*Provided material*:
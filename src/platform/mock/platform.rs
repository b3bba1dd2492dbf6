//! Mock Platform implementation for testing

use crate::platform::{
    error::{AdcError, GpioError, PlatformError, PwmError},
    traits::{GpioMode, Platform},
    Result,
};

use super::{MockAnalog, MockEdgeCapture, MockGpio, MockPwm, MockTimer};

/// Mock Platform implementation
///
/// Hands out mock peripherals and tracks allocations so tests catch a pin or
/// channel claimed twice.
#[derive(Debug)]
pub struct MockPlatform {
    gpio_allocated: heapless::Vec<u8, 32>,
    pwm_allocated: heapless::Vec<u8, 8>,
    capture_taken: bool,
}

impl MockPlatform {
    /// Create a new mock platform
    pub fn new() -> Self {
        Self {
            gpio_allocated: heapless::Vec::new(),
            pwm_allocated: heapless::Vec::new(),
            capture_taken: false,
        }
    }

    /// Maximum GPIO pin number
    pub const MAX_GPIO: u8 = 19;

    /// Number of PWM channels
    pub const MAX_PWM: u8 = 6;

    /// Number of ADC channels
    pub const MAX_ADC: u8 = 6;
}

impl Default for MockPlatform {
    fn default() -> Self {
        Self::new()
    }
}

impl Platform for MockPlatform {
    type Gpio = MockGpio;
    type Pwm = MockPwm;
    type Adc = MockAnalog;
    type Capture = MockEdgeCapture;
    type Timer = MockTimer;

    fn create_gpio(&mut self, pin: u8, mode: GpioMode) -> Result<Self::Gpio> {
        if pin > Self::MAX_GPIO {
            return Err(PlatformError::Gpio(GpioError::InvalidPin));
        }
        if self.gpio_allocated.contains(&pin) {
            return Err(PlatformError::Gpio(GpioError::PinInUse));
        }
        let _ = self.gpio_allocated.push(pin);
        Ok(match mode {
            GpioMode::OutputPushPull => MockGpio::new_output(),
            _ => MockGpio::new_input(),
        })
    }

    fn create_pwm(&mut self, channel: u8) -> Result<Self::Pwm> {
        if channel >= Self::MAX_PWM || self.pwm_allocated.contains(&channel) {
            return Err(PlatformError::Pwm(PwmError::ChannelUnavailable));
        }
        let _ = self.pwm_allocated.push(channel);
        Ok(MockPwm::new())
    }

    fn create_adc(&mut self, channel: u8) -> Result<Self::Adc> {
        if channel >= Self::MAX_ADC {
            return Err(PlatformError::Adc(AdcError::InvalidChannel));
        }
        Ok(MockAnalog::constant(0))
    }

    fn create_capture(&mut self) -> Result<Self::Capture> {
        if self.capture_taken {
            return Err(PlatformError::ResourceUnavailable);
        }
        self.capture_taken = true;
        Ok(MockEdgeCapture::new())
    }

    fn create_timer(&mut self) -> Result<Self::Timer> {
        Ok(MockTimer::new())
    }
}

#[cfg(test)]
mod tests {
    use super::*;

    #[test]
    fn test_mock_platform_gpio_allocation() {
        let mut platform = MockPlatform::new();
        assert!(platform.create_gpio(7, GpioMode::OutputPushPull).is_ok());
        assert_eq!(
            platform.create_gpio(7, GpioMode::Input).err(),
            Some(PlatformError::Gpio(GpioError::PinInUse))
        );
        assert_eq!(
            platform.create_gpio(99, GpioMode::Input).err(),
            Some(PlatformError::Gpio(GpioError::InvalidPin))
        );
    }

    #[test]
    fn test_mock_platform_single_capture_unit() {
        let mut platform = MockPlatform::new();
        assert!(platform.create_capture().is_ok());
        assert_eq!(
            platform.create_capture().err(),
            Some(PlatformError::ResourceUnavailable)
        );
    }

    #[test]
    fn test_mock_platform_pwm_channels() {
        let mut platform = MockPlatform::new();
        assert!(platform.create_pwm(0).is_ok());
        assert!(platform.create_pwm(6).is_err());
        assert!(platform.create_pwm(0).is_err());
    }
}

*Task to complete*: In full and without error, transcribe the listing.

*Written answer*:
filename src/platform/mock/platform.rs
repository b3bba1dd2492dbf6
//! Mock Platform implementation for testing

use crate::platform::{
    error::{AdcError, GpioError, PlatformError, PwmError},
    traits::{GpioMode, Platform},
    Result,
};

use super::{MockAnalog, MockEdgeCapture, MockGpio, MockPwm, MockTimer};

/// Mock Platform implementation
///
/// Hands out mock peripherals and tracks allocations so tests catch a pin or
/// channel claimed twice.
#[derive(Debug)]
pub struct MockPlatform {
    gpio_allocated: heapless::Vec<u8, 32>,
    pwm_allocated: heapless::Vec<u8, 8>,
    capture_taken: bool,
}

impl MockPlatform {
    /// Create a new mock platform
    pub fn new() -> Self {
        Self {
            gpio_allocated: heapless::Vec::new(),
            pwm_allocated: heapless::Vec::new(),
            capture_taken: false,
        }
    }

    /// Maximum GPIO pin number
    pub const MAX_GPIO: u8 = 19;

    /// Number of PWM channels
    pub const MAX_PWM: u8 = 6;

    /// Number of ADC channels
    pub const MAX_ADC: u8 = 6;
}

impl Default for MockPlatform {
    fn default() -> Self {
        Self::new()
    }
}

impl Platform for MockPlatform {
    type Gpio = MockGpio;
    type Pwm = MockPwm;
    type Adc = MockAnalog;
    type Capture = MockEdgeCapture;
    type Timer = MockTimer;

    fn create_gpio(&mut self, pin: u8, mode: GpioMode) -> Result<Self::Gpio> {
        if pin > Self::MAX_GPIO {
            return Err(PlatformError::Gpio(GpioError::InvalidPin));
        }
        if self.gpio_allocated.contains(&pin) {
            return Err(PlatformError::Gpio(GpioError::PinInUse));
        }
        let _ = self.gpio_allocated.push(pin);
        Ok(match mode {
            GpioMode::OutputPushPull => MockGpio::new_output(),
            _ => MockGpio::new_input(),
        })
    }

    fn create_pwm(&mut self, channel: u8) -> Result<Self::Pwm> {
        if channel >= Self::MAX_PWM || self.pwm_allocated.contains(&channel) {
            return Err(PlatformError::Pwm(PwmError::ChannelUnavailable));
        }
        let _ = self.pwm_allocated.push(channel);
        Ok(MockPwm::new())
    }

    fn create_adc(&mut self, channel: u8) -> Result<Self::Adc> {
        if channel >= Self::MAX_ADC {
            return Err(PlatformError::Adc(AdcError::InvalidChannel));
        }
        Ok(MockAnalog::constant(0))
    }

    fn create_capture(&mut self) -> Result<Self::Capture> {
        if self.capture_taken {
            return Err(PlatformError::ResourceUnavailable);
        }
        self.capture_taken = true;
        Ok(MockEdgeCapture::new())
    }

    fn create_timer(&mut self) -> Result<Self::Timer> {
        Ok(MockTimer::new())
    }
}

#[cfg(test)]
mod tests {
    use super::*;

    #[test]
    fn test_mock_platform_gpio_allocation() {
        let mut platform = MockPlatform::new();
        assert!(platform.create_gpio(7, GpioMode::OutputPushPull).is_ok());
        assert_eq!(
            platform.create_gpio(7, GpioMode::Input).err(),
            Some(PlatformError::Gpio(GpioError::PinInUse))
        );
        assert_eq!(
            platform.create_gpio(99, GpioMode::Input).err(),
            Some(PlatformError::Gpio(GpioError::InvalidPin))
        );
    }

    #[test]
    fn test_mock_platform_single_capture_unit() {
        let mut platform = MockPlatform::new();
        assert!(platform.create_capture().is_ok());
        assert_eq!(
            platform.create_capture().err(),
            Some(PlatformError::ResourceUnavailable)
        );
    }

    #[test]
    fn test_mock_platform_pwm_channels() {
        let mut platform = MockPlatform::new();
        assert!(platform.create_pwm(0).is_ok());
        assert!(platform.create_pwm(6).is_err());
        assert!(platform.create_pwm(0).is_err());
    }
}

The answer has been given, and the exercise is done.